Exercise directions – Would you copy all lines in the data that contain the word "records"?
(Data under study begins)
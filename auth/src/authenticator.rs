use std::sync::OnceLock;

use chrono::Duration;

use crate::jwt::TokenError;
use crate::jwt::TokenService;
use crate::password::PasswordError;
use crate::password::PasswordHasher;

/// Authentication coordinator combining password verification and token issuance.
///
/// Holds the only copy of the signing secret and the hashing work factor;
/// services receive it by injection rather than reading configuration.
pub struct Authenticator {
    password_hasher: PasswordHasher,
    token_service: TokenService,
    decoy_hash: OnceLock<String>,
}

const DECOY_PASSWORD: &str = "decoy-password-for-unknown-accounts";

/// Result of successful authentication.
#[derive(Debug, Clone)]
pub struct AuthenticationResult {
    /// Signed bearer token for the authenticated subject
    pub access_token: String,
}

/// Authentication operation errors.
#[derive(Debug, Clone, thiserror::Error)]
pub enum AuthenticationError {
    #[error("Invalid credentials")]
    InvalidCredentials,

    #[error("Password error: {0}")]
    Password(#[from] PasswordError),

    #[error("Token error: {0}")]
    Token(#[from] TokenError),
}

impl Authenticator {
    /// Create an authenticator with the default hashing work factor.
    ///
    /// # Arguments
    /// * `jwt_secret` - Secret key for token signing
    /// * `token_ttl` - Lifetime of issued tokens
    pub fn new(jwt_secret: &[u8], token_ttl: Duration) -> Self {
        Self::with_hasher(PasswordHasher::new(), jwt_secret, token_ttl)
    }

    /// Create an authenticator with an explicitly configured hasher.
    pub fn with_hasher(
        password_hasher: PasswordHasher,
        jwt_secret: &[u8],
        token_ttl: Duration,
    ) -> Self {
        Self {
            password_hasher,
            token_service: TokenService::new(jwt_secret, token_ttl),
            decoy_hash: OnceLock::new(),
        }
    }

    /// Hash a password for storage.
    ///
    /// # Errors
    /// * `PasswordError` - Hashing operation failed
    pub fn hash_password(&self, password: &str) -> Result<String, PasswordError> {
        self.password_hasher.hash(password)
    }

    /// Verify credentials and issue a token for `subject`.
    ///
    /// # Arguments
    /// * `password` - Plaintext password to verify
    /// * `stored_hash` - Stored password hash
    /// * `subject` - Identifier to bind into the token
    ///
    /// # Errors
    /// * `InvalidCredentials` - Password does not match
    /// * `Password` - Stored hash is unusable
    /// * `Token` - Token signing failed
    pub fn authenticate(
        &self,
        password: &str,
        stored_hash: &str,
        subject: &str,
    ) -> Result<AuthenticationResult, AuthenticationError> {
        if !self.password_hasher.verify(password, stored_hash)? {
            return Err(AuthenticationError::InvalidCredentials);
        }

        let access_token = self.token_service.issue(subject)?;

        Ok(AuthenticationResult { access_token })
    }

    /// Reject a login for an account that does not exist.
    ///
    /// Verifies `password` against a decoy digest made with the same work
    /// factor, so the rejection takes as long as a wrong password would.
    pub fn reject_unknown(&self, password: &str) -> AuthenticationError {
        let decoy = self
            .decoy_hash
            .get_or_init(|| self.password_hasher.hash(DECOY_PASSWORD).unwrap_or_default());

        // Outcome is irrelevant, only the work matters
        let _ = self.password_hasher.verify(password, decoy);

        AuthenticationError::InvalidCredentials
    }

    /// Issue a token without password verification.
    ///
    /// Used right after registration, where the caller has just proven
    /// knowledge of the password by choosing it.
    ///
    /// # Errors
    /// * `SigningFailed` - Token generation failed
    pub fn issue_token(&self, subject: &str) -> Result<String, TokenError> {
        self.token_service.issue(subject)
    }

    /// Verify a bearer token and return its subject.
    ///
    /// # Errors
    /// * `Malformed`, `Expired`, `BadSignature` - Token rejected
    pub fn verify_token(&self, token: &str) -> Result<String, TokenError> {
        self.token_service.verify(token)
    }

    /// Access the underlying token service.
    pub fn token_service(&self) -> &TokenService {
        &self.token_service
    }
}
(Data under study ends)
(Data under study begins)
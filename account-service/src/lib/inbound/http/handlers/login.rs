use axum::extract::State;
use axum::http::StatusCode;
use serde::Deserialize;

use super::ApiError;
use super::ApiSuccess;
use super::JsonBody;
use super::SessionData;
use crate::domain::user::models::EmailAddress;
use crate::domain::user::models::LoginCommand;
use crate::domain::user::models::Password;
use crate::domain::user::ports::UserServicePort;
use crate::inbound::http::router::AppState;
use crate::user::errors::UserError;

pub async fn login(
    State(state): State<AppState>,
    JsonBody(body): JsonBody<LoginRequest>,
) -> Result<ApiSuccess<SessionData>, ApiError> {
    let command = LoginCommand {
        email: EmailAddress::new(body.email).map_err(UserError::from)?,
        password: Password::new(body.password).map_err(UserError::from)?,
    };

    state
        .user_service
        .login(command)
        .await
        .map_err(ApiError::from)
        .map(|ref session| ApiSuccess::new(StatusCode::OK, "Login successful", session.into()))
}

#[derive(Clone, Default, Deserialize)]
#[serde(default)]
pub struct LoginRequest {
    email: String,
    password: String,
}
(Data under study ends)
(Data under study begins)
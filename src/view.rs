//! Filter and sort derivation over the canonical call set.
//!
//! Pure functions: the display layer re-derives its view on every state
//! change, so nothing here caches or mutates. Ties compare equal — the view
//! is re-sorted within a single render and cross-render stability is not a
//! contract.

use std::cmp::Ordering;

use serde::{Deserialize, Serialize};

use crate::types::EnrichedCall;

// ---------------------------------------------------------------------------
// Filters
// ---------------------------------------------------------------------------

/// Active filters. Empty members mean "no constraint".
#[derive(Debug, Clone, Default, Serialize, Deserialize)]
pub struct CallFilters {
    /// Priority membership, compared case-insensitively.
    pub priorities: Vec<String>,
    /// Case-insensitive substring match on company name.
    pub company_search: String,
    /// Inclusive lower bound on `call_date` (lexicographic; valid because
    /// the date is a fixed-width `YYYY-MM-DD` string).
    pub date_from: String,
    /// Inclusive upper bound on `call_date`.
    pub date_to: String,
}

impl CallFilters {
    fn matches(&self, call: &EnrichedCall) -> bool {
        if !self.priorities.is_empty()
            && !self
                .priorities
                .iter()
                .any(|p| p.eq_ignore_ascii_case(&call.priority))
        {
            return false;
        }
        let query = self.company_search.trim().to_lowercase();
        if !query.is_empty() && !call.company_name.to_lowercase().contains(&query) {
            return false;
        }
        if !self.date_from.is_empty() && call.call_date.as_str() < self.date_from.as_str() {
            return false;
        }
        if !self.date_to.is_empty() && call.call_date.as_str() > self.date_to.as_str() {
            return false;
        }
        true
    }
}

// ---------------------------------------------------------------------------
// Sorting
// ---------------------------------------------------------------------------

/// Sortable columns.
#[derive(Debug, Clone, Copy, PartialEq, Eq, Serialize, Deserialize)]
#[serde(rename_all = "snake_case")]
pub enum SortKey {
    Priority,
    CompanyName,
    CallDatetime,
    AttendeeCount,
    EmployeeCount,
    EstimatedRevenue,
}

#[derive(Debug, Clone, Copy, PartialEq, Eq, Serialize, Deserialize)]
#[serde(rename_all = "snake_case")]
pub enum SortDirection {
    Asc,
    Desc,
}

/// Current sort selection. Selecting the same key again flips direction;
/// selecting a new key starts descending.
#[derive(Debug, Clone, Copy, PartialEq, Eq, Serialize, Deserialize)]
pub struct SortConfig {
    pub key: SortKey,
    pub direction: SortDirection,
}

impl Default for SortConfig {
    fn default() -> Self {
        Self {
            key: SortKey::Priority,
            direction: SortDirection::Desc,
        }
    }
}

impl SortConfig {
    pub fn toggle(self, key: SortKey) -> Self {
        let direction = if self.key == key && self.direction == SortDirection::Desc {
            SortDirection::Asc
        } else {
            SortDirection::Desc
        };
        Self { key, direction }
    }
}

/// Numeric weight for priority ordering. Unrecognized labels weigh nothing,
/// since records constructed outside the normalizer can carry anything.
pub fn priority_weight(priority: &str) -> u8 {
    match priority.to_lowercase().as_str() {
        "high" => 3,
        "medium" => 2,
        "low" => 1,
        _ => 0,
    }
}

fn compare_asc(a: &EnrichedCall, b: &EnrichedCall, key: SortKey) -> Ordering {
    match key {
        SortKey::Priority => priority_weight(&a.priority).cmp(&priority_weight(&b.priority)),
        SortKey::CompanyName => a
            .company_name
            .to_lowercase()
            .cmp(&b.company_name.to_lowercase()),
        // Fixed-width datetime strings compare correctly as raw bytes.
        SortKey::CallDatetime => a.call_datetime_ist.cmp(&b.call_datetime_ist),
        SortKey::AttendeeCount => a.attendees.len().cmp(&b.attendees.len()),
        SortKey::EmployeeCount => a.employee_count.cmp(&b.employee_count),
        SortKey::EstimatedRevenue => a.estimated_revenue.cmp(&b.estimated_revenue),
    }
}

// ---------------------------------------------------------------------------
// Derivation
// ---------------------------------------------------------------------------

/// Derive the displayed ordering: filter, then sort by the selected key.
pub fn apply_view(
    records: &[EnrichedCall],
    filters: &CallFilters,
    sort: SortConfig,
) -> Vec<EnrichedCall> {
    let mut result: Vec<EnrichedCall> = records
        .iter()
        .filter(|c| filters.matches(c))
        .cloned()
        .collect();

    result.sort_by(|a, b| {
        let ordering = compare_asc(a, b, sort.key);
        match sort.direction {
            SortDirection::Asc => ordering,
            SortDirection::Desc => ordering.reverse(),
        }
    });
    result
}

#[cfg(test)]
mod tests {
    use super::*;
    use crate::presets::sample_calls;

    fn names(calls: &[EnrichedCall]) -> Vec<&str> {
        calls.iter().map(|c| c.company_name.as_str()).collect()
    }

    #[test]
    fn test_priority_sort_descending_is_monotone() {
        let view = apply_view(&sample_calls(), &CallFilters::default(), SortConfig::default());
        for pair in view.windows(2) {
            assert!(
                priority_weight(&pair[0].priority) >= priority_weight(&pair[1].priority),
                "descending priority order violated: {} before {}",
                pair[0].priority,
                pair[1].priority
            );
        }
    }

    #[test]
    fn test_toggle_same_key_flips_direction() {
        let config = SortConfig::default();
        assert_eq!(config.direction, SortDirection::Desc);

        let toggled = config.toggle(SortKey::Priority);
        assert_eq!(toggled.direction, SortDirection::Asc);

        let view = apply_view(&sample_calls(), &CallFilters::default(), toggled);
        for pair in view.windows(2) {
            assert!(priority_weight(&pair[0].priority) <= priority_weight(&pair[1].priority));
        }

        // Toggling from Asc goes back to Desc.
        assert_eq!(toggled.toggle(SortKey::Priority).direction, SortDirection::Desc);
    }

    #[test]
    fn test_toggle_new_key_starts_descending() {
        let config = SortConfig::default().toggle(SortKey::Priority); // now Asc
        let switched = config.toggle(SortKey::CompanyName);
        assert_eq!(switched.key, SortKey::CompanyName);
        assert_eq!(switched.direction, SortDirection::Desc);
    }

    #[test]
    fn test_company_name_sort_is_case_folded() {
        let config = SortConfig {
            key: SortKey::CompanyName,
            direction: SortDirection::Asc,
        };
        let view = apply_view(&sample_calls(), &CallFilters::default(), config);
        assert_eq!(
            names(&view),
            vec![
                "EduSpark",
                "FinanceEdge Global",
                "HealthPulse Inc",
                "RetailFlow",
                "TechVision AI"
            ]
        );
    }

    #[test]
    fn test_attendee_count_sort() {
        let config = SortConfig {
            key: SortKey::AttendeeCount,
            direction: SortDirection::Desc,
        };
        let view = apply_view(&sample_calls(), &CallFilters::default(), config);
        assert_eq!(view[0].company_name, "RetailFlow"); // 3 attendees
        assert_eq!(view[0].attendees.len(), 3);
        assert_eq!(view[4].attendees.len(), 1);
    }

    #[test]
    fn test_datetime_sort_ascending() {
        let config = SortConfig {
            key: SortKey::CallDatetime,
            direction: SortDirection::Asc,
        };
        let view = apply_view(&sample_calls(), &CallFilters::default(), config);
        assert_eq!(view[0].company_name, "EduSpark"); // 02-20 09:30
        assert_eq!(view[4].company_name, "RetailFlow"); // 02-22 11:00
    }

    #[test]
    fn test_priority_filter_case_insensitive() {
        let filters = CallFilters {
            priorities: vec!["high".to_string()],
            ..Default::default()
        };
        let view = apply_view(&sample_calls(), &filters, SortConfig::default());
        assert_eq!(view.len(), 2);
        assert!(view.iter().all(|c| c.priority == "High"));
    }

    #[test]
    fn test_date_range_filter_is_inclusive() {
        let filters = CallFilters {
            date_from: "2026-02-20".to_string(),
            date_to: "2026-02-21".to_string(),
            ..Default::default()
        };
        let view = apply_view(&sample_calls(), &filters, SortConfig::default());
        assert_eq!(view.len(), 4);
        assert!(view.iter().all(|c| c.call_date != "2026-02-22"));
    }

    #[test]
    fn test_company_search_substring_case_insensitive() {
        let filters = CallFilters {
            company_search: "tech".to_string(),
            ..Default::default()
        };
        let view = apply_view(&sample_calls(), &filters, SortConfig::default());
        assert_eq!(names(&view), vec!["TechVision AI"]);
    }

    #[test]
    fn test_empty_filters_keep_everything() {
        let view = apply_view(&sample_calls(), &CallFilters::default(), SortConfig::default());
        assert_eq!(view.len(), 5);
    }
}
(Data under study ends)
Response box –
/// since records constructed outside the normalizer can carry anything.
    records: &[EnrichedCall],
    let mut result: Vec<EnrichedCall> = records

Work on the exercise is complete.